Sports complex and ski resort near Minsk, Belarus

The Republican Centre of Olympic Training in Winter Sport Raǔbičy (Рэспубліканскі цэнтр алімпійскай падрыхтоўкі па зімовых відах спорту «Раўбічы», Республиканский центр олимпийской подготовки по зимним видам спорта «Раубичи») is a sports complex and ski resort in Minsk, Belarus.

== History ==
Construction on the Republican Centre of Olympic Training in Winter Sport Raǔbičy began in February 1973, according to the vision of architect Valmen Aladaǔ and in preparation for the Biathlon World Championships 1974. The project was created with the support of then-First Secretary of the Communist Party of Byelorussia Pyotr Masherov, as it was closer to Minsk National Airport than the alternative proposal of a ski resort in Lahoysk (which eventually received its own ski resort, Silichy, in 2005).
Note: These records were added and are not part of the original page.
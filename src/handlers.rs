use std::sync::Arc;

use crate::error::{Result, ThinkingError};
use crate::models::{
    CompleteThinkingParams, CompleteThinkingResponse, DeleteProcessResponse, GetProcessResponse,
    ListProcessesParams, ListProcessesResponse, ProcessIdParams, ProcessSummary,
    StartThinkingParams, StartThinkingResponse, ThinkParams, ThinkResponse,
};
use crate::thinking::synthesis::{excerpt, HIGH_CONFIDENCE_THRESHOLD};
use crate::thinking::{
    StartOptions, ThinkingProcess, ThinkingStore, ThoughtContent, ThoughtKind, ThoughtNumber,
    ThoughtRequest, ThoughtStep,
};
use crate::validation::InputValidator;

/// Below this a step gets a revision suggestion
const LOW_CONFIDENCE_THRESHOLD: f64 = 0.5;
/// Step count from which think responses carry a running summary
const SUMMARY_MIN_STEPS: usize = 3;
const INSIGHT_LIMIT: usize = 3;

/// Handler for MCP tool operations
pub struct ToolHandlers {
    store: Arc<ThinkingStore>,
    validator: Arc<InputValidator>,
}

impl ToolHandlers {
    pub fn new(store: Arc<ThinkingStore>, validator: Arc<InputValidator>) -> Self {
        Self { store, validator }
    }

    pub fn store(&self) -> &ThinkingStore {
        &self.store
    }

    /// Handle start_thinking tool
    pub fn start_thinking(&self, params: StartThinkingParams) -> Result<StartThinkingResponse> {
        self.validator.validate_problem(&params.problem)?;

        let defaults = StartOptions::default();
        let options = StartOptions {
            max_steps: params.max_steps,
            allow_branching: params.allow_branching.unwrap_or(defaults.allow_branching),
            allow_revision: params.allow_revision.unwrap_or(defaults.allow_revision),
            seed: params.seed,
        };

        let process_id = self.store.start_thinking(params.problem, options)?;
        let process = self.snapshot(&process_id)?;

        Ok(StartThinkingResponse {
            process_id,
            problem: process.problem,
            started_at: process.metadata.start_time,
            options: process.options,
        })
    }

    /// Handle think tool
    pub fn think(&self, params: ThinkParams) -> Result<ThinkResponse> {
        self.validator.validate_process_id(&params.process_id)?;
        self.validator.validate_thought_content(&params.thought)?;
        self.validator.validate_thought_numbers(params.thought_number, params.total_thoughts)?;
        self.validator.validate_confidence(params.confidence)?;

        let kind = resolve_kind(&params)?;
        let options = self.snapshot(&params.process_id)?.options;
        match kind {
            ThoughtKind::Revise { .. } if !options.allow_revision => {
                return Err(ThinkingError::InvalidState(format!(
                    "Revisions are disabled for thinking process {}",
                    params.process_id
                )));
            }
            ThoughtKind::Branch { .. }
            | ThoughtKind::Revise {
                with_alternatives: true,
                ..
            } if !options.allow_branching => {
                return Err(ThinkingError::InvalidState(format!(
                    "Branching is disabled for thinking process {}",
                    params.process_id
                )));
            }
            _ => {}
        }

        tracing::info!(
            "Processing thought {} of {} for process '{}' ({:?})",
            params.thought_number,
            params.total_thoughts,
            params.process_id,
            kind
        );

        let mut content = ThoughtContent::new(params.thought, params.thought_number, params.total_thoughts)
            .with_next_thought_needed(params.next_thought_needed);
        content.confidence = params.confidence;

        let (step, process) = self
            .store
            .record_thought(&params.process_id, ThoughtRequest { content, kind })?;

        let can_continue = can_continue(&step, &process);
        Ok(ThinkResponse {
            process_id: params.process_id,
            next_step_suggestion: next_step_suggestion(&step, can_continue),
            summary: running_summary(&process),
            insights: insights(&process),
            current_step: process.current_step,
            can_continue,
            step,
        })
    }

    /// Handle complete_thinking tool
    pub fn complete_thinking(&self, params: CompleteThinkingParams) -> Result<CompleteThinkingResponse> {
        self.validator.validate_process_id(&params.process_id)?;

        let process = self
            .store
            .complete_thinking(&params.process_id, params.force_solution)?;

        let duration_ms = process
            .metadata
            .end_time
            .map(|end| (end - process.metadata.start_time).num_milliseconds())
            .unwrap_or_default();

        Ok(CompleteThinkingResponse {
            process_id: process.id,
            solution: process.solution.unwrap_or_default(),
            confidence: process.metadata.confidence,
            total_steps: process.metadata.total_steps,
            thoughts: process.thoughts,
            duration_ms,
        })
    }

    /// Handle get_thinking_process tool; an unknown or empty id is reported as not found
    pub fn get_process(&self, params: ProcessIdParams) -> Result<GetProcessResponse> {
        let process = self.store.get_process(&params.process_id);
        Ok(GetProcessResponse {
            found: process.is_some(),
            process,
        })
    }

    /// Handle list_thinking_processes tool
    pub fn list_processes(&self, params: ListProcessesParams) -> Result<ListProcessesResponse> {
        let processes: Vec<ProcessSummary> = self
            .store
            .get_all_processes()
            .into_iter()
            .filter(|p| params.include_completed || !p.completed)
            .map(|p| ProcessSummary {
                confidence: p.completed.then_some(p.metadata.confidence),
                problem: excerpt(&p.problem),
                process_id: p.id,
                current_step: p.current_step,
                completed: p.completed,
                started_at: p.metadata.start_time,
            })
            .collect();

        Ok(ListProcessesResponse {
            total: processes.len(),
            processes,
        })
    }

    /// Handle delete_thinking_process tool
    pub fn delete_process(&self, params: ProcessIdParams) -> Result<DeleteProcessResponse> {
        self.validator.validate_process_id(&params.process_id)?;

        let deleted = self.store.delete_process(&params.process_id);
        Ok(DeleteProcessResponse {
            process_id: params.process_id,
            deleted,
        })
    }

    fn snapshot(&self, process_id: &str) -> Result<ThinkingProcess> {
        self.store
            .get_process(process_id)
            .ok_or_else(|| ThinkingError::NotFound(format!("Thinking process {} not found", process_id)))
    }
}

/// Turn the optional revision/branch flags into one request kind.
///
/// With both flags set the step is spliced as a revision and still carries
/// the branch alternatives; either flag without a parent number is a plain
/// append.
fn resolve_kind(params: &ThinkParams) -> Result<ThoughtKind> {
    let parent = match params.parent_thought_number {
        Some(value) => Some(ThoughtNumber::from_f64(value).ok_or_else(|| {
            ThinkingError::Validation {
                field: "parent_thought_number".to_string(),
                reason: format!("{} does not name a thought", value),
            }
        })?),
        None => None,
    };

    let revision = params.revision.unwrap_or(false);
    let branch = params.branch_alternative.unwrap_or(false);

    Ok(match parent {
        Some(parent) if revision => ThoughtKind::Revise {
            parent,
            with_alternatives: branch,
        },
        Some(parent) if branch => ThoughtKind::Branch { parent },
        _ => {
            if revision || branch {
                tracing::debug!("Revision/branch flag without parent_thought_number; appending");
            }
            ThoughtKind::Append
        }
    })
}

fn can_continue(step: &ThoughtStep, process: &ThinkingProcess) -> bool {
    let max_reached = process
        .options
        .max_steps
        .is_some_and(|max| process.current_step >= max as usize);
    step.next_thought_needed && !process.completed && !max_reached
}

fn next_step_suggestion(step: &ThoughtStep, can_continue: bool) -> Option<String> {
    if step.confidence < LOW_CONFIDENCE_THRESHOLD {
        return Some(format!(
            "Confidence in thought {} is low ({:.2}); consider revising it with revision=true and parent_thought_number={}",
            step.thought_number, step.confidence, step.thought_number
        ));
    }

    if can_continue {
        let next = step.thought_number.base() + 1;
        return Some(format!(
            "Continue with thought {} of {}",
            next,
            step.total_thoughts.max(next)
        ));
    }

    None
}

fn running_summary(process: &ThinkingProcess) -> Option<String> {
    if process.current_step < SUMMARY_MIN_STEPS {
        return None;
    }

    let mean = process.thoughts.iter().map(|t| t.confidence).sum::<f64>()
        / process.thoughts.len() as f64;
    Some(format!(
        "{} thoughts recorded on \"{}\"; mean confidence {:.2}",
        process.current_step,
        excerpt(&process.problem),
        mean
    ))
}

fn insights(process: &ThinkingProcess) -> Option<Vec<String>> {
    let confident: Vec<String> = process
        .thoughts
        .iter()
        .filter(|t| t.confidence > HIGH_CONFIDENCE_THRESHOLD)
        .map(|t| excerpt(&t.thought))
        .collect();

    if confident.is_empty() {
        return None;
    }

    let start = confident.len().saturating_sub(INSIGHT_LIMIT);
    Some(confident[start..].to_vec())
}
Raǔbičy was completed in time for the Biathlon World Championships, and again hosted the championships in 1982 and 1990.

During his presidency, President of Belarus Alexander Lukashenko has proposed several improvements to the complex, including an ice rink, football field, and indoor pool.

== Additional accommodations ==
Raǔbičy contains a bar and pizzeria, as well as three hotels and guest houses.